RET, the receptor of
glial cell line-derived neurotrophic factor (
GDNF) family ligands, is important for the development of kidney and peripheral neurons.
GDNF promotes survival and differentiation of neurons. Mutation of RET leads to the constitutive signal activation causing
papillary thyroid carcinoma and
multiple endocrine neoplasia type 2 (MEN2). In this study, we report that
GDNF/RET signaling up-regulates
sphingosine kinase (SPHK)
enzyme activity, SPHK1
protein and SPHK1 message in TGW human
neuroblastoma cells. Silencing of SPHK1 using
siRNA inhibited
GDNF-induced neurite formation, GAP43 expression, and cell growth, suggesting the important role of SPHK1 in
GDNF signal transduction.
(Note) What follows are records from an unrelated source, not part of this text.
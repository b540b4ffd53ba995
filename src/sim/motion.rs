//! Motion profile library
//!
//! Each live entity carries a [`MotionState`]: a small, explicit numeric
//! record (elapsed time is supplied by the caller; angle, radius and velocity
//! live here). Advancing a profile is a pure function of that record plus the
//! surface bounds and the level speed scalar - no hidden state, no captured
//! continuations. A fresh `spawn` always yields an independent trajectory.
//!
//! Coordinates are surface coordinates: origin top-left, x right, y down.

use glam::Vec2;
use rand::Rng;
use rand_pcg::Pcg32;
use serde::{Deserialize, Serialize};
use std::f32::consts::TAU;

use crate::consts::*;

/// Trajectory families supported by the engine
#[derive(Debug, Clone, Copy, PartialEq, Eq, Serialize, Deserialize)]
#[serde(rename_all = "snake_case")]
pub enum MotionPattern {
    /// Left edge to right edge at constant speed
    Linear,
    /// Left-to-right inverted parabola over a fixed duration
    Arc,
    /// Linear horizontal motion with sinusoidal vertical oscillation
    Zigzag,
    /// Outward spiral from the surface center
    Spiral,
    /// Projectile with gravity and a lossy floor bounce
    Bounce,
    /// Rise from below the surface to a fixed anchor, hold, retract
    PopUp,
}

impl MotionPattern {
    /// Every supported pattern, in selection order for "random" levels
    pub const ALL: [MotionPattern; 6] = [
        MotionPattern::Linear,
        MotionPattern::Arc,
        MotionPattern::Zigzag,
        MotionPattern::Spiral,
        MotionPattern::Bounce,
        MotionPattern::PopUp,
    ];
}

/// Result of advancing a motion profile by one tick
#[derive(Debug, Clone, Copy)]
pub struct Step {
    /// Position for this tick (valid even on the final, dead step)
    pub pos: Vec2,
    /// False once the trajectory has left the surface / finished
    pub alive: bool,
}

/// Per-entity numeric motion record
#[derive(Debug, Clone, Copy)]
pub enum MotionState {
    Linear { y: f32 },
    Arc,
    Zigzag { phase: f32 },
    Spiral { angle: f32, radius: f32 },
    Bounce { pos: Vec2, vel: Vec2 },
    PopUp { anchor: Vec2 },
}

impl MotionState {
    /// Roll start parameters for `pattern` and return the state plus the
    /// entity's initial position.
    pub fn spawn(
        pattern: MotionPattern,
        bounds: Vec2,
        speed: f32,
        rng: &mut Pcg32,
    ) -> (MotionState, Vec2) {
        let (w, h) = (bounds.x, bounds.y);
        match pattern {
            MotionPattern::Linear => {
                let y = random_margin_offset(h, rng);
                (MotionState::Linear { y }, Vec2::new(0.0, y))
            }
            MotionPattern::Arc => (MotionState::Arc, Vec2::new(0.0, h)),
            MotionPattern::Zigzag => {
                let phase = rng.random_range(0.0..TAU);
                let y = h / 2.0 + ZIGZAG_AMPLITUDE * phase.sin();
                (MotionState::Zigzag { phase }, Vec2::new(0.0, y))
            }
            MotionPattern::Spiral => {
                let angle = rng.random_range(0.0..TAU);
                let state = MotionState::Spiral { angle, radius: 0.0 };
                (state, bounds / 2.0)
            }
            MotionPattern::Bounce => {
                let x = random_margin_offset(w, rng);
                let vx = rng.random_range(60.0..140.0) * speed;
                let dir = if rng.random_bool(0.5) { 1.0 } else { -1.0 };
                let state = MotionState::Bounce {
                    pos: Vec2::new(x, 0.0),
                    vel: Vec2::new(vx * dir, 0.0),
                };
                (state, Vec2::new(x, 0.0))
            }
            MotionPattern::PopUp => {
                let anchor = pop_up_anchor(rng.random_range(0..POP_UP_ANCHORS), bounds);
                let start = Vec2::new(anchor.x, h + POP_DEPTH);
                (MotionState::PopUp { anchor }, start)
            }
        }
    }

    /// Advance by one tick.
    ///
    /// `elapsed` is seconds since spawn including this tick; `dt` is the
    /// fixed timestep. Closed-form profiles use `elapsed`, integrating
    /// profiles (spiral, bounce) use `dt`.
    pub fn step(&mut self, elapsed: f32, dt: f32, bounds: Vec2, speed: f32) -> Step {
        let (w, h) = (bounds.x, bounds.y);
        match self {
            MotionState::Linear { y } => {
                let x = elapsed * LINEAR_SPEED * speed;
                Step {
                    pos: Vec2::new(x, *y),
                    alive: x <= w,
                }
            }
            MotionState::Arc => {
                let duration = ARC_DURATION_MS as f32 / 1000.0 / speed;
                let t = elapsed / duration;
                let x = t * w;
                let y = h - ARC_PEAK_FRACTION * h * 4.0 * t * (1.0 - t);
                Step {
                    pos: Vec2::new(x, y),
                    alive: t < 1.0,
                }
            }
            MotionState::Zigzag { phase } => {
                let x = elapsed * LINEAR_SPEED * speed;
                let theta = *phase + TAU * ZIGZAG_FREQ_HZ * speed * elapsed;
                let y = h / 2.0 + ZIGZAG_AMPLITUDE * theta.sin();
                Step {
                    pos: Vec2::new(x, y),
                    alive: x <= w,
                }
            }
            MotionState::Spiral { angle, radius } => {
                *angle += SPIRAL_ANGLE_RATE * speed * dt;
                *radius += SPIRAL_RADIUS_RATE * speed * dt;
                let center = bounds / 2.0;
                let pos = center + *radius * Vec2::new(angle.cos(), angle.sin());
                Step {
                    pos,
                    alive: *radius <= bounds.min_element() / 3.0,
                }
            }
            MotionState::Bounce { pos, vel } => {
                vel.y += BOUNCE_GRAVITY * dt;
                *pos += *vel * dt;

                // Elastic side walls
                if pos.x < 0.0 {
                    pos.x = -pos.x;
                    vel.x = vel.x.abs();
                } else if pos.x > w {
                    pos.x = 2.0 * w - pos.x;
                    vel.x = -vel.x.abs();
                }

                // Lossy floor
                let mut on_floor = false;
                if pos.y >= h {
                    pos.y = h;
                    vel.y = -(vel.y * BOUNCE_RESTITUTION);
                    on_floor = true;
                }

                let resting = on_floor && vel.y.abs() < BOUNCE_REST_EPSILON;
                Step {
                    pos: *pos,
                    alive: !resting,
                }
            }
            MotionState::PopUp { anchor } => {
                let rise = POP_RISE_MS as f32 / 1000.0 / speed;
                let hold = POP_HOLD_MS as f32 / 1000.0 / speed;
                let retract = POP_RETRACT_MS as f32 / 1000.0 / speed;
                let below = h + POP_DEPTH;

                let (y, alive) = if elapsed < rise {
                    (lerp(below, anchor.y, elapsed / rise), true)
                } else if elapsed < rise + hold {
                    (anchor.y, true)
                } else if elapsed < rise + hold + retract {
                    let t = (elapsed - rise - hold) / retract;
                    (lerp(anchor.y, below, t), true)
                } else {
                    (below, false)
                };
                Step {
                    pos: Vec2::new(anchor.x, y),
                    alive,
                }
            }
        }
    }
}

/// Number of discrete pop-up anchor positions (3 columns x 2 rows)
pub const POP_UP_ANCHORS: usize = 6;

/// Anchor position for pop-up index `idx`, in the lower half of the surface
pub fn pop_up_anchor(idx: usize, bounds: Vec2) -> Vec2 {
    let col = (idx % 3) as f32;
    let row = (idx / 3) as f32;
    Vec2::new(
        bounds.x * (col + 1.0) / 4.0,
        bounds.y * (0.55 + 0.25 * row),
    )
}

/// Upper bound on a trajectory's lifetime, in ticks.
///
/// This backs the absolute expiry deadline: an entity is removed when the
/// deadline passes even if no motion step ever runs for it.
pub fn lifetime_ticks(pattern: MotionPattern, bounds: Vec2, speed: f32) -> u64 {
    let secs = match pattern {
        MotionPattern::Linear | MotionPattern::Zigzag => {
            bounds.x / (LINEAR_SPEED * speed) + 0.25
        }
        MotionPattern::Arc => ARC_DURATION_MS as f32 / 1000.0 / speed + 0.25,
        MotionPattern::Spiral => {
            (bounds.min_element() / 3.0) / (SPIRAL_RADIUS_RATE * speed) + 0.25
        }
        MotionPattern::Bounce => {
            // Initial fall to the floor plus the geometric series of
            // rebound flights, with slack for the discrete integration
            let fall = (2.0 * bounds.y / BOUNCE_GRAVITY).sqrt();
            fall * (1.0 + BOUNCE_RESTITUTION) / (1.0 - BOUNCE_RESTITUTION) + 0.5
        }
        MotionPattern::PopUp => {
            (POP_RISE_MS + POP_HOLD_MS + POP_RETRACT_MS) as f32 / 1000.0 / speed
        }
    };
    (secs / SIM_DT).ceil() as u64
}

#[inline]
fn lerp(a: f32, b: f32, t: f32) -> f32 {
    a + (b - a) * t
}

/// Random coordinate within `extent`, keeping the spawn margin on both sides
fn random_margin_offset(extent: f32, rng: &mut Pcg32) -> f32 {
    let lo = SPAWN_MARGIN.min(extent / 2.0);
    let hi = (extent - SPAWN_MARGIN).max(lo + 1.0);
    rng.random_range(lo..hi)
}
Furthermore, NIH3T3 cells transfected with
MEN2A type mutated RET but not c-RET demonstrated the up-regulation of SPHK activity, SPHK1
protein and SPHK1 message compared with NIH3T3 cells. The cell growth and anchorage-independent colony formation of MEN2A-NIH3T3 was inhibited with
siRNA of SPHK1, while no effect of scramble
siRNA was observed. These results suggest the oncogenic role of SPHK1 in
MEN2A type
tumor. Promoter analysis showed that activator
protein 2 and specificity
protein 1 binding motif of the 5' promoter region of SPHK1 gene is important for its induction by
GDNF. Furthermore, we demonstrated that ERK1/2 and
PI3 kinase are involved in
GDNF-induced SPHK1 transcription by using specific inhibitors.